Stored items from a collection:
- Opening Delimiter -
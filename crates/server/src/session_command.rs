//! Commands sent to a session actor by the command surface and shutdown path.

use tokio::sync::oneshot;

/// A command that can be sent to a session actor.
pub enum SessionCommand {
    /// One message from the admin, handled by the login flow.
    /// `done` fires once the message has been fully processed.
    HandleText {
        text: String,
        done: Option<oneshot::Sender<()>>,
    },

    /// Whether a backlog pass is currently running
    IsApproving { reply: oneshot::Sender<bool> },

    /// Abort background tasks, disconnect the client, stop the actor.
    Shutdown { reply: oneshot::Sender<()> },
}

impl SessionCommand {
    pub fn name(&self) -> &'static str {
        match self {
            SessionCommand::HandleText { .. } => "handle_text",
            SessionCommand::IsApproving { .. } => "is_approving",
            SessionCommand::Shutdown { .. } => "shutdown",
        }
    }
}
//! Process configuration
//!
//! Flags with environment fallbacks. Every required setting can come from
//! the environment so the binary runs unchanged under a service manager.

use std::path::PathBuf;
use std::time::Duration;

use clap::Parser;
use joinwarden_connector_bridge::BridgeConfig;
use joinwarden_protocol::UserId;

use crate::approval::ApprovalConfig;

/// joinwarden: sign in as a channel admin and auto-approve join requests
#[derive(Parser, Debug, Clone)]
#[command(name = "joinwarden")]
#[command(version, about, long_about = None)]
pub struct Config {
    /// Bot API token for the command bot
    #[arg(long, env = "BOT_TOKEN", hide_env_values = true)]
    pub bot_token: String,

    /// Platform application id
    #[arg(long, env = "API_ID")]
    pub api_id: i32,

    /// Platform application hash
    #[arg(long, env = "API_HASH", hide_env_values = true)]
    pub api_hash: String,

    /// The only identity allowed to drive the bot
    #[arg(long, env = "ADMIN_ID", value_parser = clap::value_parser!(i64).range(1..))]
    pub admin_id: i64,

    /// Platform bridge executable
    #[arg(long, env = "JOINWARDEN_BRIDGE_CMD", default_value = "joinwarden-bridge")]
    pub bridge_cmd: String,

    /// Extra argument for the bridge executable (repeatable)
    #[arg(long = "bridge-arg", allow_hyphen_values = true)]
    pub bridge_args: Vec<String>,

    /// Seconds to wait for a bridge response
    #[arg(long, default_value_t = 30)]
    pub bridge_timeout_secs: u64,

    /// Data directory for logs (default: ~/.joinwarden)
    #[arg(long, env = "JOINWARDEN_DATA_DIR")]
    pub data_dir: Option<PathBuf>,

    /// Pending requests fetched per page
    #[arg(long, default_value_t = 100, value_parser = clap::value_parser!(u32).range(1..=100))]
    pub page_size: u32,

    /// Delay between backlog approvals, in milliseconds
    #[arg(long, default_value_t = 200)]
    pub pacing_ms: u64,

    /// Flood wait used when the platform gives no duration, in seconds
    #[arg(long, default_value_t = 5)]
    pub flood_wait_default_secs: u64,

    /// Send a progress notice every N backlog approvals (0 disables)
    #[arg(long, default_value_t = 50)]
    pub progress_every: u64,
}

impl Config {
    pub fn admin(&self) -> UserId {
        UserId(self.admin_id)
    }

    pub fn approval_config(&self) -> ApprovalConfig {
        ApprovalConfig {
            page_size: self.page_size,
            pacing: Duration::from_millis(self.pacing_ms),
            default_flood_wait: Duration::from_secs(self.flood_wait_default_secs),
            progress_every: self.progress_every,
        }
    }

    pub fn bridge_config(&self) -> BridgeConfig {
        let mut config = BridgeConfig::new(&self.bridge_cmd, self.api_id, &self.api_hash);
        config.args = self.bridge_args.clone();
        config.request_timeout = Duration::from_secs(self.bridge_timeout_secs);
        config
    }

    /// Priority: `--data-dir` / `JOINWARDEN_DATA_DIR` > `~/.joinwarden` >
    /// `./.joinwarden` when no home directory exists.
    pub fn data_dir(&self) -> PathBuf {
        self.data_dir.clone().unwrap_or_else(|| {
            dirs::home_dir()
                .unwrap_or_else(|| PathBuf::from("."))
                .join(".joinwarden")
        })
    }
}

#[cfg(test)]
mod tests {
    use super::*;

    const REQUIRED: [&str; 9] = [
        "joinwarden",
        "--bot-token",
        "123:abc",
        "--api-id",
        "12345",
        "--api-hash",
        "0123456789abcdef",
        "--admin-id",
        "8469993808",
    ];

    #[test]
    fn defaults_match_the_approval_engine() {
        let config = Config::try_parse_from(REQUIRED).unwrap();
        let approval = config.approval_config();

        assert_eq!(config.admin(), UserId(8469993808));
        assert_eq!(approval.page_size, 100);
        assert_eq!(approval.pacing, Duration::from_millis(200));
        assert_eq!(approval.default_flood_wait, Duration::from_secs(5));
        assert_eq!(approval.progress_every, 50);
    }

    #[test]
    fn bridge_settings_are_forwarded() {
        let mut args = REQUIRED.to_vec();
        args.extend([
            "--bridge-cmd",
            "python3",
            "--bridge-arg",
            "bridge.py",
            "--bridge-arg",
            "--verbose",
            "--bridge-timeout-secs",
            "45",
        ]);
        let bridge = Config::try_parse_from(args).unwrap().bridge_config();

        assert_eq!(bridge.program, "python3");
        assert_eq!(bridge.args, vec!["bridge.py", "--verbose"]);
        assert_eq!(bridge.api_id, 12345);
        assert_eq!(bridge.api_hash, "0123456789abcdef");
        assert_eq!(bridge.request_timeout, Duration::from_secs(45));
    }

    #[test]
    fn explicit_data_dir_wins() {
        let mut args = REQUIRED.to_vec();
        args.extend(["--data-dir", "/var/lib/joinwarden"]);
        let config = Config::try_parse_from(args).unwrap();
        assert_eq!(config.data_dir(), PathBuf::from("/var/lib/joinwarden"));
    }

    #[test]
    fn invalid_values_are_rejected() {
        let mut args = REQUIRED.to_vec();
        args[8] = "0";
        assert!(Config::try_parse_from(&args).is_err());

        let mut args = REQUIRED.to_vec();
        args.extend(["--page-size", "500"]);
        assert!(Config::try_parse_from(args).is_err());
    }

    #[test]
    fn missing_required_setting_is_an_error() {
        // env fallbacks could satisfy it, so only assert when unset
        if std::env::var_os("BOT_TOKEN").is_none() {
            let args: Vec<&str> = REQUIRED.iter().copied().skip(3).collect();
            let mut full = vec!["joinwarden"];
            full.extend(args);
            assert!(Config::try_parse_from(full).is_err());
        }
    }
}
- Closing Delimiter -
● Try it
Report each line of the entries where the word "sent" occurs.

● Reply to the exercise
//! Commands sent to a session actor by the command surface and shutdown path.
/// A command that can be sent to a session actor.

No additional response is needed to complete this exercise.